■ Data to process ■
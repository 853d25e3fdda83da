//! Per-field derivations applied to source rows during bulk import. A
//! small closed set of named operations replaces the expression language
//! the import tool would otherwise evaluate per row.

use crate::schema::fields;
use serde_json::Value;
use std::collections::HashMap;

/// One source row, keyed by header column name. Columns that were empty
/// in the file are absent.
pub type Row = HashMap<String, String>;

#[derive(Debug, Clone)]
pub enum Derivation {
    /// Copy a source column as-is.
    Column(&'static str),
    /// "true"/"false" depending on whether the source column is present.
    HasColumn(&'static str),
    /// Parse the column as embedded JSON and walk a dot path. Absent
    /// column, unparsable value, or missing path all yield no value.
    NestedPath {
        source: &'static str,
        path: &'static str,
    },
    /// Parse the column as a JSON array, take element 0, then walk a dot
    /// path inside it. An absent or empty list yields no value.
    FirstElementPath {
        source: &'static str,
        path: &'static str,
    },
    /// Synthesize a "lon,lat" geo point from two scalar columns.
    GeoPoint {
        longitude: &'static str,
        latitude: &'static str,
    },
}

#[derive(Debug, Clone)]
pub struct DerivedField {
    pub target: &'static str,
    pub op: Derivation,
}

impl DerivedField {
    pub fn new(target: &'static str, op: Derivation) -> Self {
        Self { target, op }
    }

    pub fn apply(&self, row: &Row) -> Option<String> {
        self.op.apply(row)
    }
}

impl Derivation {
    pub fn apply(&self, row: &Row) -> Option<String> {
        match self {
            Derivation::Column(source) => row.get(*source).cloned(),
            Derivation::HasColumn(source) => Some(row.contains_key(*source).to_string()),
            Derivation::NestedPath { source, path } => {
                let value = parse_json(row.get(*source)?)?;
                walk(&value, path)
            }
            Derivation::FirstElementPath { source, path } => {
                let value = parse_json(row.get(*source)?)?;
                let first = value.as_array()?.first()?;
                walk(first, path)
            }
            Derivation::GeoPoint {
                longitude,
                latitude,
            } => {
                let lon = row.get(*longitude)?;
                let lat = row.get(*latitude)?;
                Some(format!("{lon},{lat}"))
            }
        }
    }
}

fn parse_json(raw: &str) -> Option<Value> {
    serde_json::from_str(raw).ok()
}

fn walk(value: &Value, path: &str) -> Option<String> {
    let mut current = value;
    for segment in path.split('.') {
        current = current.get(segment)?;
    }
    match current {
        Value::Null => None,
        Value::String(text) => Some(text.clone()),
        other => Some(other.to_string()),
    }
}

/// Store rows are loaded verbatim, plus the synthesized geo point.
pub fn store_derivations() -> Vec<DerivedField> {
    vec![DerivedField::new(
        fields::LOCATION,
        Derivation::GeoPoint {
            longitude: "longitude",
            latitude: "latitude",
        },
    )]
}

/// Product rows are flattened: the nested style/category structure and
/// the first brewery of the nested list (when present) become top-level
/// fields.
pub fn product_derivations() -> Vec<DerivedField> {
    vec![
        DerivedField::new(fields::PRODUCT_ID, Derivation::Column("id")),
        DerivedField::new(fields::PRODUCT_LABEL, Derivation::HasColumn("labels")),
        DerivedField::new(
            fields::CATEGORY_ID,
            Derivation::NestedPath {
                source: "style",
                path: "category.id",
            },
        ),
        DerivedField::new(
            fields::CATEGORY_NAME,
            Derivation::NestedPath {
                source: "style",
                path: "category.name",
            },
        ),
        DerivedField::new(
            fields::STYLE_NAME,
            Derivation::NestedPath {
                source: "style",
                path: "shortName",
            },
        ),
        DerivedField::new(
            fields::STYLE_ID,
            Derivation::NestedPath {
                source: "style",
                path: "id",
            },
        ),
        DerivedField::new(
            fields::BREWERY_ID,
            Derivation::FirstElementPath {
                source: "breweries",
                path: "id",
            },
        ),
        DerivedField::new(
            fields::BREWERY_NAME,
            Derivation::FirstElementPath {
                source: "breweries",
                path: "nameShortDisplay",
            },
        ),
        DerivedField::new(
            fields::BREWERY_ICON,
            Derivation::FirstElementPath {
                source: "breweries",
                path: "images.icon",
            },
        ),
    ]
}

#[cfg(test)]
mod tests {
    use super::*;

    fn row(entries: &[(&str, &str)]) -> Row {
        entries
            .iter()
            .map(|(k, v)| (k.to_string(), v.to_string()))
            .collect()
    }

    #[test]
    fn column_copies_source_value() {
        let op = Derivation::Column("id");
        assert_eq!(op.apply(&row(&[("id", "1234")])), Some("1234".to_string()));
        assert_eq!(op.apply(&row(&[])), None);
    }

    #[test]
    fn has_column_reports_presence() {
        let op = Derivation::HasColumn("labels");
        assert_eq!(op.apply(&row(&[("labels", "x")])), Some("true".to_string()));
        assert_eq!(op.apply(&row(&[])), Some("false".to_string()));
    }

    #[test]
    fn nested_path_walks_embedded_json() {
        let op = Derivation::NestedPath {
            source: "style",
            path: "category.id",
        };
        let style = r#"{"id":"3","category":{"id":"1","name":"Ales"}}"#;
        assert_eq!(op.apply(&row(&[("style", style)])), Some("1".to_string()));
        assert_eq!(op.apply(&row(&[("style", "{}")])), None);
        assert_eq!(op.apply(&row(&[("style", "not json")])), None);
    }

    #[test]
    fn first_element_takes_head_of_list() {
        let op = Derivation::FirstElementPath {
            source: "breweries",
            path: "nameShortDisplay",
        };
        let breweries = r#"[{"id":"b-1","nameShortDisplay":"Deschutes"},{"id":"b-2"}]"#;
        assert_eq!(
            op.apply(&row(&[("breweries", breweries)])),
            Some("Deschutes".to_string())
        );
        assert_eq!(op.apply(&row(&[("breweries", "[]")])), None);
        assert_eq!(op.apply(&row(&[])), None);
    }

    #[test]
    fn first_element_walks_nested_images() {
        let op = Derivation::FirstElementPath {
            source: "breweries",
            path: "images.icon",
        };
        let with_icon = r#"[{"id":"b-1","images":{"icon":"http://x/icon.png"}}]"#;
        let without_images = r#"[{"id":"b-1"}]"#;
        assert_eq!(
            op.apply(&row(&[("breweries", with_icon)])),
            Some("http://x/icon.png".to_string())
        );
        assert_eq!(op.apply(&row(&[("breweries", without_images)])), None);
    }

    #[test]
    fn geo_point_joins_longitude_and_latitude() {
        let op = Derivation::GeoPoint {
            longitude: "longitude",
            latitude: "latitude",
        };
        assert_eq!(
            op.apply(&row(&[("longitude", "-122.67"), ("latitude", "45.52")])),
            Some("-122.67,45.52".to_string())
        );
        assert_eq!(op.apply(&row(&[("longitude", "-122.67")])), None);
    }
}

■ Assignment ■
Write out every line from the data above that includes "static".

■ Answer for this exercise ■
    Column(&'static str),
    HasColumn(&'static str),
        source: &'static str,
        path: &'static str,
        source: &'static str,
        path: &'static str,
        longitude: &'static str,
        latitude: &'static str,
    pub target: &'static str,
    pub fn new(target: &'static str, op: Derivation) -> Self {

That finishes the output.